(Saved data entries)
__________________________________________________

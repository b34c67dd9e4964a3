//! Iterative refinement of model output
//!
//! A generic retry-until-valid loop around a chat model: build a prompt from
//! the task and previous failures, invoke the model, recover structured JSON
//! from the reply, check the completion signal, validate, and loop until the
//! output is accepted or the iteration budget runs out.

pub mod engine;
pub mod interpreter;
pub mod signal;

pub use engine::{RefineOptions, RefinementLoop, DEFAULT_MAX_ITERATIONS};
pub use interpreter::interpret;
pub use signal::{contains_completion_signal, strip_promise_tags, PROMISE_CLOSE, PROMISE_OPEN};
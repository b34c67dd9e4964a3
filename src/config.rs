use anyhow::{Context, Result};
use serde::{Deserialize, Serialize};
use std::fs;
use std::path::PathBuf;

use crate::llm::ollama::{DEFAULT_MODEL, DEFAULT_OLLAMA_URL};

#[derive(Debug, Clone, Serialize, Deserialize, Default)]
pub struct Config {
    #[serde(default)]
    pub model: ModelConfig,

    #[serde(default)]
    pub storage: StorageConfig,
}

#[derive(Debug, Clone, Serialize, Deserialize)]
pub struct ModelConfig {
    #[serde(default = "default_base_url")]
    pub base_url: String,

    #[serde(default = "default_model_name")]
    pub name: String,

    #[serde(default = "default_temperature")]
    pub temperature: f32,

    #[serde(default = "default_max_tokens")]
    pub max_tokens: u32,
}

#[derive(Debug, Clone, Serialize, Deserialize, Default)]
pub struct StorageConfig {
    /// Where uploaded document bytes live; defaults to ~/.planforge/documents
    pub documents_dir: Option<PathBuf>,
}

fn default_base_url() -> String {
    DEFAULT_OLLAMA_URL.to_string()
}

fn default_model_name() -> String {
    DEFAULT_MODEL.to_string()
}

fn default_temperature() -> f32 {
    0.7
}

fn default_max_tokens() -> u32 {
    2000
}

impl Default for ModelConfig {
    fn default() -> Self {
        Self {
            base_url: default_base_url(),
            name: default_model_name(),
            temperature: default_temperature(),
            max_tokens: default_max_tokens(),
        }
    }
}

impl Config {
    /// Load configuration from file, creating default if it doesn't exist
    pub fn load() -> Result<Self> {
        let config_path = Self::config_path()?;

        if !config_path.exists() {
            let config = Config::default();
            config.save()?;
            return Ok(config);
        }

        let contents = fs::read_to_string(&config_path).context("Failed to read config file")?;

        let config: Config = toml::from_str(&contents).context("Failed to parse config file")?;

        Ok(config)
    }

    /// Save configuration to file
    pub fn save(&self) -> Result<()> {
        let config_path = Self::config_path()?;

        if let Some(parent) = config_path.parent() {
            fs::create_dir_all(parent).context("Failed to create config directory")?;
        }

        let toml_string = toml::to_string_pretty(self).context("Failed to serialize config")?;

        fs::write(&config_path, toml_string).context("Failed to write config file")?;

        Ok(())
    }

    /// Get the configuration file path
    pub fn config_path() -> Result<PathBuf> {
        let home = dirs::home_dir().context("Could not determine home directory")?;

        Ok(home.join(".planforge").join("config.toml"))
    }

    /// Directory for uploaded document bytes
    pub fn documents_dir(&self) -> Result<PathBuf> {
        if let Some(dir) = &self.storage.documents_dir {
            return Ok(dir.clone());
        }

        let home = dirs::home_dir().context("Could not determine home directory")?;
        Ok(home.join(".planforge").join("documents"))
    }
}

__________________________________________________

- **WORK ITEM**
Taking the lines above, repeat exactly those from the line that contains "fn default() ->" through the line that contains "configuration to file", and both of those lines as well. Include nothing else.

- **EXERCISE OUTPUT**
    fn default() -> Self {
        Self {
            base_url: default_base_url(),
            name: default_model_name(),
            temperature: default_temperature(),
            max_tokens: default_max_tokens(),
        }
    }
}

impl Config {
    /// Load configuration from file, creating default if it doesn't exist
    pub fn load() -> Result<Self> {
        let config_path = Self::config_path()?;

        if !config_path.exists() {
            let config = Config::default();
            config.save()?;
            return Ok(config);
        }

        let contents = fs::read_to_string(&config_path).context("Failed to read config file")?;

        let config: Config = toml::from_str(&contents).context("Failed to parse config file")?;

        Ok(config)
    }

    /// Save configuration to file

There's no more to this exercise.